To właśnie ciocia Krysia, wprawiona grzybiarka i rodzinna mistrzyni kulinariów, już dawno temu pokazała mi, że w czyszczeniu grzybów nie ma miejsca na pośpiech ani na skróty. I miała rację, bo od kiedy stosuję jej sposób, grzyby zawsze pozostają jędrne, pachnące i pełne smaku. Metoda cioci Krysi może wydawać się staroświecka, ale sprawdza się niezawodnie. Dzięki niej grzyby zachowują swój naturalny aromat i jędrność, a przy smażeniu nie puszczają nadmiaru wody. Jeśli raz spróbujesz czyścić grzyby na sucho, już nigdy nie wrócisz do ich moczenia w wodzie. To właśnie ten drobiazg decyduje o tym, czy grzyby będą smakować jak z lasu – czy jak z kąpieli wodnej.
Najczęstszy błąd, przez który grzyby robią się niesmaczne
Wiele osób popełnia ten sam błąd – wrzuca grzyby do miski z wodą, by je „dokładnie umyć”. To najgorsze, co można zrobić. Grzyby chłoną wodę jak gąbka. Po takim moczeniu stają się miękkie, tracą aromat, a podczas smażenia zamieniają się w nieapetyczną papkę. Nie nadają się ani do suszenia, ani do marynowania.

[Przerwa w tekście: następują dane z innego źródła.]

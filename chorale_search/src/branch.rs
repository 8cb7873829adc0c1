// Branching heuristics: which variable to decide next and which value to
// try first.
//
// The search tree is binary. At each node the brancher picks an unfixed
// variable x and a value v; the left child posts x = v, the right child
// x ≠ v. Decision variables (those created with `Space::int_var`) are
// considered first. Auxiliary variables are only branched on if they are
// still open once every decision variable is fixed.
//
// `ValueSelection::Random` draws from `BranchRng`, a SplitMix64 stream. The
// same seed on the same model always yields the same tree, so seeded runs
// are reproducible.

use serde::{Deserialize, Serialize};

use crate::space::{Space, VarId};

#[derive(Clone, Copy, Debug, Default, PartialEq, Eq, Serialize, Deserialize)]
#[serde(rename_all = "snake_case")]
pub enum VarSelection {
    /// First unfixed variable in declaration order.
    #[default]
    InputOrder,
    /// Fewest remaining values; ties go to declaration order.
    SmallestDomain,
    /// Watched by the most propagators; ties go to declaration order.
    LargestDegree,
}

#[derive(Clone, Copy, Debug, Default, PartialEq, Eq, Serialize, Deserialize)]
#[serde(rename_all = "snake_case")]
pub enum ValueSelection {
    #[default]
    Min,
    Max,
    /// The lower median of the remaining values.
    Median,
    /// A uniformly random remaining value.
    Random,
}

/// SplitMix64 (Steele, Lea & Flood, 2014). Small, fast, and fully
/// determined by its seed.
#[derive(Clone, Debug)]
pub struct BranchRng {
    state: u64,
}

impl BranchRng {
    pub fn new(seed: u64) -> Self {
        Self { state: seed }
    }

    pub fn next_u64(&mut self) -> u64 {
        self.state = self.state.wrapping_add(0x9e37_79b9_7f4a_7c15);
        let mut z = self.state;
        z = (z ^ (z >> 30)).wrapping_mul(0xbf58_476d_1ce4_e5b9);
        z = (z ^ (z >> 27)).wrapping_mul(0x94d0_49bb_1331_11eb);
        z ^ (z >> 31)
    }

    /// Uniform index in `[0, n)`. Rejection sampling avoids modulo bias.
    pub fn below(&mut self, n: usize) -> usize {
        debug_assert!(n > 0);
        let n = n as u64;
        let zone = u64::MAX - (u64::MAX % n);
        loop {
            let r = self.next_u64();
            if r < zone {
                return (r % n) as usize;
            }
        }
    }
}

#[derive(Clone, Copy, Debug, Default, PartialEq, Eq)]
pub struct Brancher {
    pub var_selection: VarSelection,
    pub value_selection: ValueSelection,
}

impl Brancher {
    /// The next decision `(var, value)`, or `None` if every variable is
    /// fixed.
    pub fn choose(&self, space: &Space, rng: &mut BranchRng) -> Option<(VarId, i32)> {
        let var = self.select_var(space)?;
        Some((var, self.select_value(space, var, rng)))
    }

    fn select_var(&self, space: &Space) -> Option<VarId> {
        let open = |v: &VarId| !space.dom(*v).is_fixed();
        let mut decision = space.decisions().iter().copied().filter(open);
        let picked = match self.var_selection {
            VarSelection::InputOrder => decision.next(),
            // min_by_key keeps the first of several minima.
            VarSelection::SmallestDomain => decision.min_by_key(|&v| space.dom(v).size()),
            VarSelection::LargestDegree => {
                decision.min_by_key(|&v| std::cmp::Reverse(space.degree(v)))
            }
        };
        picked.or_else(|| {
            (0..space.num_vars())
                .map(VarId::from_index)
                .find(|v| open(v))
        })
    }

    fn select_value(&self, space: &Space, var: VarId, rng: &mut BranchRng) -> i32 {
        let dom = space.dom(var);
        match self.value_selection {
            ValueSelection::Min => dom.min(),
            ValueSelection::Max => dom.max(),
            ValueSelection::Median => {
                let mid = (dom.size() as usize - 1) / 2;
                dom.nth(mid).unwrap_or(dom.min())
            }
            ValueSelection::Random => {
                let pick = rng.below(dom.size() as usize);
                dom.nth(pick).unwrap_or(dom.min())
            }
        }
    }
}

Sposób cioci Krysi – czyszczenie na sucho
Ciocia zawsze powtarzała, że grzyb lubi delikatność. Dlatego nigdy nie używam nożyka ani wody do czyszczenia, tylko miękką szczoteczkę albo pędzelek. Wystarczy nimi delikatnie zetrzeć piasek, igliwie i inne drobne zabrudzenia. Jeśli jakiś grzyb ma większą plamkę błota, przemywam to miejsce lekko wilgotną ściereczką, ale nigdy nie zanurzam go gwałtownie w wodzie.
Czyszczę osobno kapelusze i trzonki – wtedy łatwiej dotrzeć do wszystkich zakamarków. Robaczywe fragmenty odcinam cienkim nożykiem, ale nigdy nie wyrzucam całego grzyba, jeśli tylko część jest uszkodzona. Ciocia zawsze mówiła: „robaczek zje kawałek, ale grzyb wciąż jest dobry” – i miała rację.
Kiedy jednak możesz użyć wody?
Niektóre grzyby, jak kurki czy opieńki, bywają naprawdę uparte, jeśli chodzi o zabrudzenia. Wtedy dopuszczam wyjątek – krótkie opłukanie pod bieżącą wodą. Robię to szybko, nie zostawiam ich ani na chwilę w misce. Potem rozkładam grzyby na ręczniku papierowym, by dobrze obeschły. Tylko takie, osuszone, można bezpiecznie wrzucić na patelnię lub przeznaczyć do marynowania.
Jak przechowuję oczyszczone grzyby?
Zawsze staram się je przetworzyć od razu – usmażyć, ugotować albo wysuszyć. Jeśli jednak muszę odłożyć to na później, rozkładam grzyby cienką warstwą na papierze w chłodnym, przewiewnym miejscu. Nigdy nie zamykam ich w szczelnych pojemnikach ani torebkach. Grzyby mają w sobie sporo wilgoci, więc zamknięte bardzo szybko pleśnieją.